**Activity:** Set down the entries exactly. No line may differ from its source.

= Beginning of Section =

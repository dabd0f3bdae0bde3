use axum::{
    Json, Router,
    extract::{Path, Query, State, rejection::{JsonRejection, PathRejection, QueryRejection}},
    http::StatusCode,
    response::Json as ResponseJson,
    routing::{get, post},
};
use contracts::{
    CreateHerd, Herd, HerdFilter, UpdateHerd,
    api::{HerdSummary, Page, TransferAnimals, TransferResult},
};
use utils::response::ApiResponse;
use uuid::Uuid;

use crate::{Deployment, error::ApiError};

type HerdResponse = ResponseJson<ApiResponse<Herd>>;

/// GET /api/herds
pub async fn list_herds(
    State(deployment): State<Deployment>,
    query: Result<Query<HerdFilter>, QueryRejection>,
) -> Result<ResponseJson<ApiResponse<Page<Herd>>>, ApiError> {
    let Query(filter) = query?;
    let page = filter.validate()?;
    let herds = deployment.herds().list(&filter, page).await?;
    Ok(ResponseJson(ApiResponse::success(herds)))
}

/// POST /api/herds
pub async fn create_herd(
    State(deployment): State<Deployment>,
    payload: Result<Json<CreateHerd>, JsonRejection>,
) -> Result<(StatusCode, HerdResponse), ApiError> {
    let Json(payload) = payload?;
    let herd = deployment.herds().create(payload.validate()?).await?;
    Ok((StatusCode::CREATED, ResponseJson(ApiResponse::success(herd))))
}

/// GET /api/herds/{id}
pub async fn get_herd(
    State(deployment): State<Deployment>,
    id: Result<Path<Uuid>, PathRejection>,
) -> Result<HerdResponse, ApiError> {
    let Path(id) = id?;
    let herd = deployment.herds().get(id).await?;
    Ok(ResponseJson(ApiResponse::success(herd)))
}

/// PUT /api/herds/{id}
pub async fn replace_herd(
    State(deployment): State<Deployment>,
    id: Result<Path<Uuid>, PathRejection>,
    payload: Result<Json<CreateHerd>, JsonRejection>,
) -> Result<HerdResponse, ApiError> {
    let Path(id) = id?;
    let Json(payload) = payload?;
    let herd = deployment.herds().replace(id, payload.validate()?).await?;
    Ok(ResponseJson(ApiResponse::success(herd)))
}

/// PATCH /api/herds/{id}
pub async fn patch_herd(
    State(deployment): State<Deployment>,
    id: Result<Path<Uuid>, PathRejection>,
    payload: Result<Json<UpdateHerd>, JsonRejection>,
) -> Result<HerdResponse, ApiError> {
    let Path(id) = id?;
    let Json(payload) = payload?;
    let herd = deployment.herds().patch(id, payload.validate()?).await?;
    Ok(ResponseJson(ApiResponse::success(herd)))
}

/// DELETE /api/herds/{id}
/// Animals in the herd are kept and detached.
pub async fn delete_herd(
    State(deployment): State<Deployment>,
    id: Result<Path<Uuid>, PathRejection>,
) -> Result<ResponseJson<ApiResponse<()>>, ApiError> {
    let Path(id) = id?;
    deployment.herds().delete(id).await?;
    Ok(ResponseJson(ApiResponse::success(())))
}

/// GET /api/herds/{id}/summary
pub async fn herd_summary(
    State(deployment): State<Deployment>,
    id: Result<Path<Uuid>, PathRejection>,
) -> Result<ResponseJson<ApiResponse<HerdSummary>>, ApiError> {
    let Path(id) = id?;
    let summary = deployment.herds().summary(id).await?;
    Ok(ResponseJson(ApiResponse::success(summary)))
}

/// POST /api/herds/{id}/animals
/// Moves all listed animals into the herd, or none of them.
pub async fn transfer_animals(
    State(deployment): State<Deployment>,
    id: Result<Path<Uuid>, PathRejection>,
    payload: Result<Json<TransferAnimals>, JsonRejection>,
) -> Result<ResponseJson<ApiResponse<TransferResult>>, ApiError> {
    let Path(id) = id?;
    let Json(payload) = payload?;
    let result = deployment.herds().transfer_animals(id, payload.validate()?).await?;
    Ok(ResponseJson(ApiResponse::success(result)))
}

pub fn router(_deployment: &Deployment) -> Router<Deployment> {
    Router::new()
        .route("/herds", get(list_herds).post(create_herd))
        .route(
            "/herds/{id}",
            get(get_herd).put(replace_herd).patch(patch_herd).delete(delete_herd),
        )
        .route("/herds/{id}/summary", get(herd_summary))
        .route("/herds/{id}/animals", post(transfer_animals))
}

= End of Section =

**Expected output:**
repository dabd0f3bdae0bde3
use axum::{
    Json, Router,
    extract::{Path, Query, State, rejection::{JsonRejection, PathRejection, QueryRejection}},
    http::StatusCode,
    response::Json as ResponseJson,
    routing::{get, post},
};
use contracts::{
    CreateHerd, Herd, HerdFilter, UpdateHerd,
    api::{HerdSummary, Page, TransferAnimals, TransferResult},
};
use utils::response::ApiResponse;
use uuid::Uuid;

use crate::{Deployment, error::ApiError};

type HerdResponse = ResponseJson<ApiResponse<Herd>>;

/// GET /api/herds
pub async fn list_herds(
    State(deployment): State<Deployment>,
    query: Result<Query<HerdFilter>, QueryRejection>,
) -> Result<ResponseJson<ApiResponse<Page<Herd>>>, ApiError> {
    let Query(filter) = query?;
    let page = filter.validate()?;
    let herds = deployment.herds().list(&filter, page).await?;
    Ok(ResponseJson(ApiResponse::success(herds)))
}

/// POST /api/herds
pub async fn create_herd(
    State(deployment): State<Deployment>,
    payload: Result<Json<CreateHerd>, JsonRejection>,
) -> Result<(StatusCode, HerdResponse), ApiError> {
    let Json(payload) = payload?;
    let herd = deployment.herds().create(payload.validate()?).await?;
    Ok((StatusCode::CREATED, ResponseJson(ApiResponse::success(herd))))
}

/// GET /api/herds/{id}
pub async fn get_herd(
    State(deployment): State<Deployment>,
    id: Result<Path<Uuid>, PathRejection>,
) -> Result<HerdResponse, ApiError> {
    let Path(id) = id?;
    let herd = deployment.herds().get(id).await?;
    Ok(ResponseJson(ApiResponse::success(herd)))
}

/// PUT /api/herds/{id}
pub async fn replace_herd(
    State(deployment): State<Deployment>,
    id: Result<Path<Uuid>, PathRejection>,
    payload: Result<Json<CreateHerd>, JsonRejection>,
) -> Result<HerdResponse, ApiError> {
    let Path(id) = id?;
    let Json(payload) = payload?;
    let herd = deployment.herds().replace(id, payload.validate()?).await?;
    Ok(ResponseJson(ApiResponse::success(herd)))
}

/// PATCH /api/herds/{id}
pub async fn patch_herd(
    State(deployment): State<Deployment>,
    id: Result<Path<Uuid>, PathRejection>,
    payload: Result<Json<UpdateHerd>, JsonRejection>,
) -> Result<HerdResponse, ApiError> {
    let Path(id) = id?;
    let Json(payload) = payload?;
    let herd = deployment.herds().patch(id, payload.validate()?).await?;
    Ok(ResponseJson(ApiResponse::success(herd)))
}

/// DELETE /api/herds/{id}
/// Animals in the herd are kept and detached.
pub async fn delete_herd(
    State(deployment): State<Deployment>,
    id: Result<Path<Uuid>, PathRejection>,
) -> Result<ResponseJson<ApiResponse<()>>, ApiError> {
    let Path(id) = id?;
    deployment.herds().delete(id).await?;
    Ok(ResponseJson(ApiResponse::success(())))
}

/// GET /api/herds/{id}/summary
pub async fn herd_summary(
    State(deployment): State<Deployment>,
    id: Result<Path<Uuid>, PathRejection>,
) -> Result<ResponseJson<ApiResponse<HerdSummary>>, ApiError> {
    let Path(id) = id?;
    let summary = deployment.herds().summary(id).await?;
    Ok(ResponseJson(ApiResponse::success(summary)))
}

/// POST /api/herds/{id}/animals
/// Moves all listed animals into the herd, or none of them.
pub async fn transfer_animals(
    State(deployment): State<Deployment>,
    id: Result<Path<Uuid>, PathRejection>,
    payload: Result<Json<TransferAnimals>, JsonRejection>,
) -> Result<ResponseJson<ApiResponse<TransferResult>>, ApiError> {
    let Path(id) = id?;
    let Json(payload) = payload?;
    let result = deployment.herds().transfer_animals(id, payload.validate()?).await?;
    Ok(ResponseJson(ApiResponse::success(result)))
}

pub fn router(_deployment: &Deployment) -> Router<Deployment> {
    Router::new()
        .route("/herds", get(list_herds).post(create_herd))
        .route(
            "/herds/{id}",
            get(get_herd).put(replace_herd).patch(patch_herd).delete(delete_herd),
        )
        .route("/herds/{id}/summary", get(herd_summary))
        .route("/herds/{id}/animals", post(transfer_animals))
}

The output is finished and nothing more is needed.